Do Benefits From Exercise Differ Around the Globe?

Worldwide, one in three adults does not meet guideline recommendations for regular, at least moderate, physical activity, Lear reported. But research linking physical activity to better cardiovascular and survival outcomes comes from high-income countries.

To examine this in a range of countries including lower-income countries, Lear and colleagues analyzed data from 141,601 participants from 17 countries in the PURE study who reported their baseline level of physical activity in questionnaires and were then followed for 5 years.

Depending on whether the participants met guideline recommendations for physical activity, they were classed into three groups: inactive (they did not meet guideline recommendations), moderate (they did), or high (they exceeded this level of physical activity).

The researchers performed modeling analysis to predict how physical activity affected all-cause mortality, CVD mortality, non-CVD mortality, MI, stroke, heart failure, and severe CVD (a composite of fatal CVD, MI, stroke, heart failure), after adjusting for age, sex, education, country income level, urban/rural residency, family history of CVD, personal CVD history, and smoking status.

During a 5-year follow-up, compared with individuals who did not meet the guideline-recommended level for moderate physical activity, those who did had a strikingly reduced risk of dying from all causes (28%) and or CVD (36%). Those who were even more physically active had an even greater reduced risk of dying from all causes (40%) or from CVD (50%).

A similar pattern of benefits was seen for the other study outcomes. For example, compared with not meeting the recommended level of physical activity, being moderately or very active was linked with a 29% to 42% lower risk of MI, and a 20% to 40% lower risk of heart failure.

Risk of Outcomes With Moderate or High Physical Activity vs Low Physical Activitya

Outcome Moderate physical activity, HR (95% CI) High physical activityb , HR (95% CI)
Death 0.72 (0.66–0.78) 0.60 (0.55–0.65)
CVD Death 0.64 (0.55–0.75) 0.50 (0.43–0.58)
Non CVD death 0.76 (0.69–0.85) 0.65 (0.58–0.72)
MI 0.71 (0.63–0.81) 0.58 (0.51 – 0.66)
Stroke 0.83 (0.72 – 0.96) 0.75 (0.65–0.86)
Heart failure 0.80 (0.62–1.01) 0.60 (0.47–0.76)
Severe CVDc 0.77 (0.71–0.84) 0.65 (0.60–0.72)
a. 5-year risk, after adjustment for age, sex, education, country income level, urban rural residency, family history of CVD, personal CVD history, and smoking status
b. P<0.001 for trend, for comparing high physical activity to low physical activity, for all outcomes
c. Severe CVD=a composite of fatal CVD, myocardial infarction, stroke, heart failure

The effects of physical activity on death and CVD death were consistent across high-, upper-middle, lower-middle, and low-income levels.
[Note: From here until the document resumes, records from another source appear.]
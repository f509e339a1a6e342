//! Validate translation dictionaries against the canonical (English) one.
//!
//! Usage:
//!   cargo run --bin check-translations
//!
//! Checks the bundled dictionaries, or the ones in TRANSLATIONS_DIR when set.
//! Prints a JSON report per language and exits non-zero on structural errors.

use anyhow::{bail, Context, Result};
use site_i18n::config::Config;
use site_i18n::i18n::{TranslationCatalog, TranslationValidator};
use tracing::{info, warn};

#[tokio::main]
async fn main() -> Result<()> {
    let _ = dotenvy::dotenv();

    tracing_subscriber::fmt()
        .with_writer(std::io::stderr)
        .with_env_filter(
            tracing_subscriber::EnvFilter::from_default_env()
                .add_directive("check_translations=info".parse()?),
        )
        .init();

    let config = Config::from_env()?;
    let catalog = match &config.translations_dir {
        Some(dir) => {
            info!("Checking dictionaries in {}", dir.display());
            TranslationCatalog::from_dir(dir)?
        }
        None => {
            info!("Checking bundled dictionaries");
            TranslationCatalog::embedded()?
        }
    };

    let reports = TranslationValidator::validate_catalog(&catalog);
    println!(
        "{}",
        serde_json::to_string_pretty(&reports).context("Failed to serialize report")?
    );

    let mut failed = Vec::new();
    for (code, report) in &reports {
        if report.has_errors() {
            failed.push(*code);
        } else if report.has_warnings() {
            warn!("{}: {} warnings", code, report.warnings.len());
        } else {
            info!("✓ {} matches the canonical dictionary", code);
        }
    }

    if !failed.is_empty() {
        bail!("Structural errors in: {}", failed.join(", "));
    }

    Ok(())
}
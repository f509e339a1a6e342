//! Runtime locale signal.
//!
//! The locale is read once at start-up, from the `SITE_LOCALE` override when
//! configured and from the operating system otherwise, and is only used to
//! pick an initial language when no preference has been stored.

use crate::i18n::Language;

/// Primary language subtag of a locale tag, lower-cased.
///
/// Accepts BCP 47 (`hi-IN`) as well as POSIX forms (`es_ES.UTF-8`,
/// `en_US@euro`). Returns `None` for an empty tag.
pub fn primary_subtag(tag: &str) -> Option<String> {
    let primary = tag
        .trim()
        .split(['-', '_', '.', '@'])
        .next()
        .unwrap_or_default();

    if primary.is_empty() {
        None
    } else {
        Some(primary.to_ascii_lowercase())
    }
}

/// Supported language whose code equals the tag's primary subtag.
pub fn match_supported(tag: &str) -> Option<Language> {
    primary_subtag(tag).and_then(|code| Language::from_code(&code).ok())
}

/// The locale string to use as the runtime signal.
///
/// A non-empty `override_tag` wins; otherwise the OS locale is queried.
pub fn runtime_locale(override_tag: Option<&str>) -> Option<String> {
    match override_tag.map(str::trim) {
        Some(tag) if !tag.is_empty() => Some(tag.to_string()),
        _ => sys_locale::get_locale(),
    }
}
//! Document-level language metadata.
//!
//! The rendering environment reads two attributes from the root document:
//! the active language code and the text direction. Both are rewritten on
//! every language change and never read back by this crate.

use crate::i18n::Language;
use serde::Serialize;
use std::fmt;

/// Writing direction of a language.
#[derive(Debug, Clone, Copy, PartialEq, Eq, Hash, Serialize)]
#[serde(rename_all = "lowercase")]
pub enum TextDirection {
    Ltr,
    Rtl,
}

impl TextDirection {
    /// Attribute value (`"ltr"` or `"rtl"`).
    pub fn as_str(&self) -> &'static str {
        match self {
            TextDirection::Ltr => "ltr",
            TextDirection::Rtl => "rtl",
        }
    }
}

impl fmt::Display for TextDirection {
    fn fmt(&self, f: &mut fmt::Formatter<'_>) -> fmt::Result {
        f.write_str(self.as_str())
    }
}

/// `lang` and `dir` attributes of the root document.
#[derive(Debug, Clone, PartialEq, Eq, Serialize)]
pub struct DocumentMetadata {
    lang: &'static str,
    dir: TextDirection,
}

impl DocumentMetadata {
    /// Metadata describing `language`.
    pub fn for_language(language: Language) -> Self {
        Self {
            lang: language.code(),
            dir: language.direction(),
        }
    }

    /// Overwrite both attributes for `language`.
    pub fn apply(&mut self, language: Language) {
        self.lang = language.code();
        self.dir = language.direction();
    }

    pub fn lang(&self) -> &'static str {
        self.lang
    }

    pub fn dir(&self) -> TextDirection {
        self.dir
    }
}
//! Internationalization (i18n) module for multi-language support.
//!
//! All language-related logic lives here: the registry of supported
//! languages, the dictionary type, key-path resolution, the per-language
//! catalog and the tooling around it.
//!
//! # Architecture
//!
//! - `registry`: Single source of truth for all supported languages and their metadata
//! - `language`: Validated `Language` type
//! - `dictionary`: Recursive leaf/node translation tree
//! - `resolver`: Key-path lookup with fallback, plus `{placeholder}` interpolation
//! - `catalog`: One immutable dictionary per language
//! - `strings`: Dictionaries bundled with the crate
//! - `validator`: Structural comparison against the canonical dictionary
//! - `metrics`: Lookup and language-switch counters
//!
//! # Example
//!
//! ```
//! use site_i18n::i18n::{resolve, Language, TranslationCatalog};
//!
//! let catalog = TranslationCatalog::embedded().unwrap();
//! let spanish = Language::from_code("es").unwrap();
//! assert_eq!(resolve(&catalog.dictionary(spanish), "nav.home", None), "Inicio");
//! ```

mod catalog;
mod dictionary;
mod language;
mod metrics;
mod registry;
mod resolver;
mod strings;
mod validator;

pub use catalog::{CatalogError, TranslationCatalog};
pub use dictionary::{Dictionary, DictionaryError, TranslationValue};
pub use language::Language;
pub use metrics::{MetricsReport, TranslationMetrics};
pub use registry::{LanguageConfig, LanguageRegistry};
pub use resolver::{interpolate, lookup, resolve, resolve_detailed, Resolution};
pub use strings::embedded_source;
pub use validator::{TranslationValidator, ValidationReport};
Moreover, physical activity was beneficial even after adjustment for age, sex, smoking, diabetes, hypertension, and preexisting CVD. Thus, "meeting the minimal physical-activity guidelines has a substantial benefit" even in patients with other risk factors, Lear reported.

A half hour of moderately brisk walking almost every day is a low-cost way to meet the recommendations, which people from all income levels can do, and which can be a "low-cost approach to reduce the global burden of CVD," he summarized.

The authors have declared no relevant financial relationships.